### Problem
Reproduce each line of the entries that carries "position".

### Exercise data
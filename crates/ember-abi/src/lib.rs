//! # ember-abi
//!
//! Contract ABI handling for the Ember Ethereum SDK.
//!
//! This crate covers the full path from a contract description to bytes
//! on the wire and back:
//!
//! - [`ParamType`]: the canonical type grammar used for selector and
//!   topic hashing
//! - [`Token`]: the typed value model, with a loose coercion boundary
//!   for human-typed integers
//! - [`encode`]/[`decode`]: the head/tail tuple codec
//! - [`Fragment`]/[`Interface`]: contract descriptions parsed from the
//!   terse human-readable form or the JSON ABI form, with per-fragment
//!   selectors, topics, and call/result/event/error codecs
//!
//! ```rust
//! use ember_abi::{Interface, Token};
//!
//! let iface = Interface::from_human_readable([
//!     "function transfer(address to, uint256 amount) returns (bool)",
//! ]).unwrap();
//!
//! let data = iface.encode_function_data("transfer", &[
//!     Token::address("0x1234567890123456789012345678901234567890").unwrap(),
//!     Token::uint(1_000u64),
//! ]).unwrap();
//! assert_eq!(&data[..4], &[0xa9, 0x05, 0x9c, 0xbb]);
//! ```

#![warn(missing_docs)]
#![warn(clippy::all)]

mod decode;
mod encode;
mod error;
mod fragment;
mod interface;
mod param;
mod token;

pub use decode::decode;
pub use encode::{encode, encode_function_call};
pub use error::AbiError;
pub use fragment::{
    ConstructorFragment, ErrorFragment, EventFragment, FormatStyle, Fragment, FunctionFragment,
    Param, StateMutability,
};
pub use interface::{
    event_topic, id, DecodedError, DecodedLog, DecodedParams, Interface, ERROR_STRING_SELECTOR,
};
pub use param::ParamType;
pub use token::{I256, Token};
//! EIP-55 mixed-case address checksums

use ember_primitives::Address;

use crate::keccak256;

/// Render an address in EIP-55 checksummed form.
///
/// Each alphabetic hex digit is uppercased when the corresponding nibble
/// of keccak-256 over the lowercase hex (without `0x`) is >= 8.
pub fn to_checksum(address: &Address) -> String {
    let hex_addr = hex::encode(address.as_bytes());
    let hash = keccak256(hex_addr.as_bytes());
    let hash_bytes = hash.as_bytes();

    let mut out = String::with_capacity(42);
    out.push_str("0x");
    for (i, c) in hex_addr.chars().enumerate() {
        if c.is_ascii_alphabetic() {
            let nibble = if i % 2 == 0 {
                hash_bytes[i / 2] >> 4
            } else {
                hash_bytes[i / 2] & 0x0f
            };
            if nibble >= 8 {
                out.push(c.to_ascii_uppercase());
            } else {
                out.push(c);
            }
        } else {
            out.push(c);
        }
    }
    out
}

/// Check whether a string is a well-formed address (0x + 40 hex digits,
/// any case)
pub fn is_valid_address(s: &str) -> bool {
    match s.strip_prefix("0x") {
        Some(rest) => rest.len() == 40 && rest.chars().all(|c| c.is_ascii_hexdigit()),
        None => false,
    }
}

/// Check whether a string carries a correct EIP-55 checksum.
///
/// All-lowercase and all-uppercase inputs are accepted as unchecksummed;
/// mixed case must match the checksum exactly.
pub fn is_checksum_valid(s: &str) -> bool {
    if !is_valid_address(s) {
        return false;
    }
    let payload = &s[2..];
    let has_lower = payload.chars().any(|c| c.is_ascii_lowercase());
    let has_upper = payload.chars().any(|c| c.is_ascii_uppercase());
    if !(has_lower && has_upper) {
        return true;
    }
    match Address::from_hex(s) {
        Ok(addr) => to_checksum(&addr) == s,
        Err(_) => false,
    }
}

* * *

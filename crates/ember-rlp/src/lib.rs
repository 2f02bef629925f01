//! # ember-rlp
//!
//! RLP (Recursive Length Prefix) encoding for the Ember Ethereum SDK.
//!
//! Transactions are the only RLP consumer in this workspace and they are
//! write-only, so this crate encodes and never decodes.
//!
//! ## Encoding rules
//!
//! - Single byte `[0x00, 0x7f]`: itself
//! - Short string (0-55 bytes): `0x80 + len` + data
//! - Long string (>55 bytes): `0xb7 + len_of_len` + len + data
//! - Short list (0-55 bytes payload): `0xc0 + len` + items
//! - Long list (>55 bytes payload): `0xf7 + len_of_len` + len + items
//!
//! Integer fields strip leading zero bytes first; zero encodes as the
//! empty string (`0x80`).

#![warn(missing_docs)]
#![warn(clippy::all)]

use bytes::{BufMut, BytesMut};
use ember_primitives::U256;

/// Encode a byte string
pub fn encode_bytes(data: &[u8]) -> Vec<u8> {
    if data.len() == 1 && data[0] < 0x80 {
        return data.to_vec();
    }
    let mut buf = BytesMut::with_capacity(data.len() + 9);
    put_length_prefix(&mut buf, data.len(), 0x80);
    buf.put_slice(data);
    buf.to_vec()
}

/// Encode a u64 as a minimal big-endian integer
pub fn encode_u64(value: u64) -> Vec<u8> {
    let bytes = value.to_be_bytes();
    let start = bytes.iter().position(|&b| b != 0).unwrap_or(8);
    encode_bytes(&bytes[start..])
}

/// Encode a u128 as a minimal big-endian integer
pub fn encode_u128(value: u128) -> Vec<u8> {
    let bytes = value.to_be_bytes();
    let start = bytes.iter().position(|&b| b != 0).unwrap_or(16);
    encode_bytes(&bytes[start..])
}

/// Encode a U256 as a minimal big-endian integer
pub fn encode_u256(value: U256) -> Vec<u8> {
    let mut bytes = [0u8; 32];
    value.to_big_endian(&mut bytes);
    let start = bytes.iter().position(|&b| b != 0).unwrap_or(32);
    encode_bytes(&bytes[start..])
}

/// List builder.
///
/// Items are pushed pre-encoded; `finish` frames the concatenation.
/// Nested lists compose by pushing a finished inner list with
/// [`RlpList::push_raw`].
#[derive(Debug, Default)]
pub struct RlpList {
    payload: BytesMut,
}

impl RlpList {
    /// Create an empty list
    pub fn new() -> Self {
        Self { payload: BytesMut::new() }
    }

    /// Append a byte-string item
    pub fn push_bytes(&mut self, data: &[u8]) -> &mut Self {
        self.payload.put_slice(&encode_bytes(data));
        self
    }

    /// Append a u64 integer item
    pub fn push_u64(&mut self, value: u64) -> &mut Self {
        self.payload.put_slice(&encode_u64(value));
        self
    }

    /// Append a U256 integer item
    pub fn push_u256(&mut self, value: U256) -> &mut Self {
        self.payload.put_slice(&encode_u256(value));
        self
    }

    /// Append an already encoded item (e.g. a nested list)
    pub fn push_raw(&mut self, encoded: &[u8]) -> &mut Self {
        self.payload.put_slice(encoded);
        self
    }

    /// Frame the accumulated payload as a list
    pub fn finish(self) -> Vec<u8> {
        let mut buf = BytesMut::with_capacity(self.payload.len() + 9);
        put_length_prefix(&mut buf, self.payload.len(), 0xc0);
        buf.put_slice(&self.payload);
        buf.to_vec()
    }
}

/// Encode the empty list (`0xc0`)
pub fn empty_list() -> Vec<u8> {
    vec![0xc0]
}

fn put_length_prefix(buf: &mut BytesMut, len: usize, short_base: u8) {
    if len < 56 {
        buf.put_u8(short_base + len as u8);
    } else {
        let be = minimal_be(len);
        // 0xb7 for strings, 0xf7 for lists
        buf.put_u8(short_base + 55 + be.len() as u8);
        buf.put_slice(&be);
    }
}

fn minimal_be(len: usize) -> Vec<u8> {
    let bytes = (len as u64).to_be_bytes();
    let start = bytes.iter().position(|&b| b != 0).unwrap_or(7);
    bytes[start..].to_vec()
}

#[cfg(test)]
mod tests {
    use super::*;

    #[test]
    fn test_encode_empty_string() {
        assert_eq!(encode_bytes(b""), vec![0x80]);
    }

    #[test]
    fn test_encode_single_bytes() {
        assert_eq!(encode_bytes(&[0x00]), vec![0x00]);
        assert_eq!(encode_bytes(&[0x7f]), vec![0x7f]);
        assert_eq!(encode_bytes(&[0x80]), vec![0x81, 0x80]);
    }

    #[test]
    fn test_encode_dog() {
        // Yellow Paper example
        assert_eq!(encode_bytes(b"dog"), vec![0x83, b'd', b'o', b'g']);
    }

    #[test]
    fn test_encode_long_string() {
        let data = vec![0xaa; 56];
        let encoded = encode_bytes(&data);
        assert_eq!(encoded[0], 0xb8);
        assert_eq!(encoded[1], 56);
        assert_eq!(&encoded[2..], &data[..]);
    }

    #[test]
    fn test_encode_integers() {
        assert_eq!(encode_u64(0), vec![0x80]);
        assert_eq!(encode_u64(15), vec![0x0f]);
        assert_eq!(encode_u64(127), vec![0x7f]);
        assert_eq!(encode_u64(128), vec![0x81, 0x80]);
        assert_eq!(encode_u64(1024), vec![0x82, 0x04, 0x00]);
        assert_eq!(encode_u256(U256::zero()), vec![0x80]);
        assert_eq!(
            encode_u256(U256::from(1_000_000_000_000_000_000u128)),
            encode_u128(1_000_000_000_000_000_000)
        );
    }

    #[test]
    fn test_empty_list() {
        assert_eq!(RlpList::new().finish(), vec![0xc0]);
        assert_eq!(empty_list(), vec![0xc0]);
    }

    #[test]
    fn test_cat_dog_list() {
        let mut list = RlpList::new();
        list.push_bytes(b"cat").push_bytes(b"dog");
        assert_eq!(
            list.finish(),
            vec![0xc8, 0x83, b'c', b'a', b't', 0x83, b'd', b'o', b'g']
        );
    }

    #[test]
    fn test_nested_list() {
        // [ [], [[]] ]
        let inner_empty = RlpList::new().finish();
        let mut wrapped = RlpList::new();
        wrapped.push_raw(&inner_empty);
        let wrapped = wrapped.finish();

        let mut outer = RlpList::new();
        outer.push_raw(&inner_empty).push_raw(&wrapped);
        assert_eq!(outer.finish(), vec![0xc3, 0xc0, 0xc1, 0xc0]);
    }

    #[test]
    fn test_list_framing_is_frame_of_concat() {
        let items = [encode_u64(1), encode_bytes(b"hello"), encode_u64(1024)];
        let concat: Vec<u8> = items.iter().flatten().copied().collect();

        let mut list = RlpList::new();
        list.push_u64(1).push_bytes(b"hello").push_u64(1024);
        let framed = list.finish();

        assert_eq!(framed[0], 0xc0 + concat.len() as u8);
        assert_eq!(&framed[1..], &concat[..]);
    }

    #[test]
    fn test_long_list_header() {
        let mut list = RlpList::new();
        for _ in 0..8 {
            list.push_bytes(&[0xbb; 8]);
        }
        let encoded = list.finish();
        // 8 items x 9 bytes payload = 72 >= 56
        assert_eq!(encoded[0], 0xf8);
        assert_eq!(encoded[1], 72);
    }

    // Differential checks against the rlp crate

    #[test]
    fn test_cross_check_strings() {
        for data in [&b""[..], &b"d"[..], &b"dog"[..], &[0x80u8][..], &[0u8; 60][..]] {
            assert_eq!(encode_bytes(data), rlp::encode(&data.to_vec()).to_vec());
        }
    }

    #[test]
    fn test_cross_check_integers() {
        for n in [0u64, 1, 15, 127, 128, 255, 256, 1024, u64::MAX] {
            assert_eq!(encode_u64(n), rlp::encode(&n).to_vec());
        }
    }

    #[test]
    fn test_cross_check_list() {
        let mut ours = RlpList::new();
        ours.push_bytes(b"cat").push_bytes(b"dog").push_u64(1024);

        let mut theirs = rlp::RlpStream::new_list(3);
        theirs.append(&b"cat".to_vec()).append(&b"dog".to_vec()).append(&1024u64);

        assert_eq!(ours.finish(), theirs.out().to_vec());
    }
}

### Result for this exercise
    let start = bytes.iter().position(|&b| b != 0).unwrap_or(8);
    let start = bytes.iter().position(|&b| b != 0).unwrap_or(16);
    let start = bytes.iter().position(|&b| b != 0).unwrap_or(32);
    let start = bytes.iter().position(|&b| b != 0).unwrap_or(7);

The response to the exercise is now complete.